Minimum expected accuracy rate for all coding assignments is 95%.
- Review and interpret patient medical record documentation to identify diagnoses and procedures and assign ICD-10-CM and CPT-4 codes accurately and timely for ambulatory surgery, special procedure, observation, emergency department, outpatient ancillary and clinic visit records.
- Primarily code complex ambulatory surgery and observation visit medical records.
- Identify and abstract specified information from the patient record and enter data into the electronic health record system for billing and use in all types of CCHCS reporting.
- Assist with coding outpatient ancillary clinic, specialty clinic and emergency room record coding as necessary.
- Communicate with physicians and other providers regarding documentation requirements and collaborate with Clinical Documentation Specialists on patient cases regarding documentation needs and requirements, and coding assignment accuracy.
- Maintain current knowledge of coding and documentation changes, rules and guidelines.
- High School Diploma or Equivalent required.
- RHIA, RHIT or CCS with at least 1 year minimum current and continuous full-time ICD-10-CM/CPT-4 ambulatory surgery, observation and/or inpatient coding and abstracting experience required.

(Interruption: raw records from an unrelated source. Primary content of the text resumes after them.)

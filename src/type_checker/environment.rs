//! Lexical scopes for the type checker.
//!
//! An [`Environment`] is one frame in a chain of scopes. Children borrow
//! their parent, so a scope can never outlive the scope it was derived from
//! and the parent cannot be mutated while a child is alive.

use std::collections::HashMap;

use crate::{
    ast::{
        ast::Resolution,
        types::{FunctionSignature, Type},
    },
    errors::errors::{Error, ErrorImpl},
};

#[derive(Debug, Clone, PartialEq)]
pub enum BindingKind {
    Variable { is_constant: bool },
    Parameter,
    Function,
    /// Standard library function seeded in the root scope
    Builtin,
}

/// What a variable name is bound to.
#[derive(Debug, Clone, PartialEq)]
pub struct Binding {
    pub resolution: Resolution,
    pub ty: Type,
    pub kind: BindingKind,
}

impl Binding {
    /// Whether an assignment statement may overwrite this binding.
    pub fn is_writable(&self) -> bool {
        matches!(
            self.kind,
            BindingKind::Variable { is_constant: false } | BindingKind::Parameter
        )
    }
}

/// What a class (type) name is bound to. Primitive types are classes
/// without a constructor.
#[derive(Debug, Clone, PartialEq)]
pub struct ClassBinding {
    pub resolution: Resolution,
    pub ty: Type,
    pub constructor: Option<FunctionSignature>,
}

#[derive(Debug)]
pub struct Environment<'p> {
    parent: Option<&'p Environment<'p>>,
    /// Insertion ordered
    variables: Vec<(String, Binding)>,
    variable_index: HashMap<String, usize>,
    classes: HashMap<String, ClassBinding>,
    function: Option<FunctionSignature>,
    inside_loop: bool,
}

impl Default for Environment<'static> {
    fn default() -> Self {
        Environment::new()
    }
}

impl Environment<'static> {
    /// An empty scope with no parent.
    pub fn new() -> Self {
        Environment {
            parent: None,
            variables: vec![],
            variable_index: HashMap::new(),
            classes: HashMap::new(),
            function: None,
            inside_loop: false,
        }
    }
}

impl<'p> Environment<'p> {
    fn child(&self, function: Option<FunctionSignature>, inside_loop: bool) -> Environment<'_> {
        Environment {
            parent: Some(self),
            variables: vec![],
            variable_index: HashMap::new(),
            classes: HashMap::new(),
            function,
            inside_loop,
        }
    }

    /// Scope of a function body. Loop context does not carry into a function.
    pub fn child_for_function(&self, signature: FunctionSignature) -> Environment<'_> {
        self.child(Some(signature), false)
    }

    pub fn child_for_loop(&self) -> Environment<'_> {
        self.child(self.function.clone(), true)
    }

    /// Plain block: inherits both function and loop context.
    pub fn child_for_block(&self) -> Environment<'_> {
        self.child(self.function.clone(), self.inside_loop)
    }

    /// Binds a variable name in this scope.
    ///
    /// # Arguments
    ///
    /// * `name` - The source name being declared
    /// * `binding` - What the name resolves to, with its type and kind
    ///
    /// # Returns
    ///
    /// Returns a `DuplicateDeclaration` error if this scope already binds
    /// `name`. Bindings in ancestor scopes are shadowed, not rejected.
    pub fn declare_variable(&mut self, name: &str, binding: Binding) -> Result<(), Error> {
        if self.variable_index.contains_key(name) {
            return Err(Error::semantic(ErrorImpl::DuplicateDeclaration {
                name: name.to_string(),
            }));
        }

        self.define_variable(name, binding);
        Ok(())
    }

    /// Binds a class name in this scope. Class and variable names live in
    /// separate tables.
    ///
    /// # Returns
    ///
    /// Returns a `DuplicateDeclaration` error if this scope already has a
    /// class called `name`.
    pub fn declare_class(&mut self, name: &str, binding: ClassBinding) -> Result<(), Error> {
        if self.classes.contains_key(name) {
            return Err(Error::semantic(ErrorImpl::DuplicateDeclaration {
                name: name.to_string(),
            }));
        }

        self.classes.insert(name.to_string(), binding);
        Ok(())
    }

    pub(super) fn define_variable(&mut self, name: &str, binding: Binding) {
        match self.variable_index.get(name) {
            Some(index) => self.variables[*index].1 = binding,
            None => {
                self.variable_index
                    .insert(name.to_string(), self.variables.len());
                self.variables.push((name.to_string(), binding));
            }
        }
    }

    pub(super) fn define_class(&mut self, name: &str, binding: ClassBinding) {
        self.classes.insert(name.to_string(), binding);
    }

    /// Walks this scope then its ancestors.
    pub fn find_variable(&self, name: &str) -> Option<&Binding> {
        match self.variable_index.get(name) {
            Some(index) => Some(&self.variables[*index].1),
            None => self.parent.and_then(|parent| parent.find_variable(name)),
        }
    }

    pub fn find_class(&self, name: &str) -> Option<&ClassBinding> {
        match self.classes.get(name) {
            Some(class) => Some(class),
            None => self.parent.and_then(|parent| parent.find_class(name)),
        }
    }

    /// Resolves a variable name through this scope and its ancestors.
    ///
    /// # Arguments
    ///
    /// * `name` - The source name to resolve
    ///
    /// # Returns
    ///
    /// The innermost binding for `name`, or an `UndeclaredIdentifier` error.
    pub fn lookup_variable(&self, name: &str) -> Result<&Binding, Error> {
        self.find_variable(name).ok_or_else(|| {
            Error::semantic(ErrorImpl::UndeclaredIdentifier {
                name: name.to_string(),
            })
        })
    }

    /// Like [`Environment::lookup_variable`], over the class table.
    pub fn lookup_class(&self, name: &str) -> Result<&ClassBinding, Error> {
        self.find_class(name).ok_or_else(|| {
            Error::semantic(ErrorImpl::UndeclaredIdentifier {
                name: name.to_string(),
            })
        })
    }

    /// Signature of the innermost enclosing function, if any.
    pub fn function(&self) -> Option<&FunctionSignature> {
        self.function.as_ref()
    }

    pub fn inside_loop(&self) -> bool {
        self.inside_loop
    }

    /// Names declared directly in this scope, in declaration order.
    pub fn variable_names(&self) -> impl Iterator<Item = &str> {
        self.variables.iter().map(|(name, _)| name.as_str())
    }
}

- Pediatric coding experience highly desired.
- Technically competent and fluent knowledge in navigation of electronic health record applications, automated encoders, and other software applications and hardware required for job role.
- Experience using Microsoft Office Excel and Word highly desired.
- Ability to work well independently and productively with minimal guidance and without direct supervision.
- Must be highly detail oriented, have the ability to remain focused with good organization, interpersonal and communication skills.
- Ability to maintain confidentiality.
- Goal oriented, flexible and energetic.
- Demonstrates coding skills, critical thinking skills, ability to solve problems appropriately using job knowledge and current policies and procedures.
- Demonstrated coding knowledge and proficiency required through on-site skills assessment with a passing score of 90% prior to hire.
- Registered Health Information Administrator (RHIA), Registered Health Information Technician (RHIT) or Certified Coding Specialist (CCS) required.
- Required to provide current American Health Information Management Association (AHIMA) continuing education certification records.
Cook Children's is an EOE/AA, Minority/Female/Disability/Veteran employer.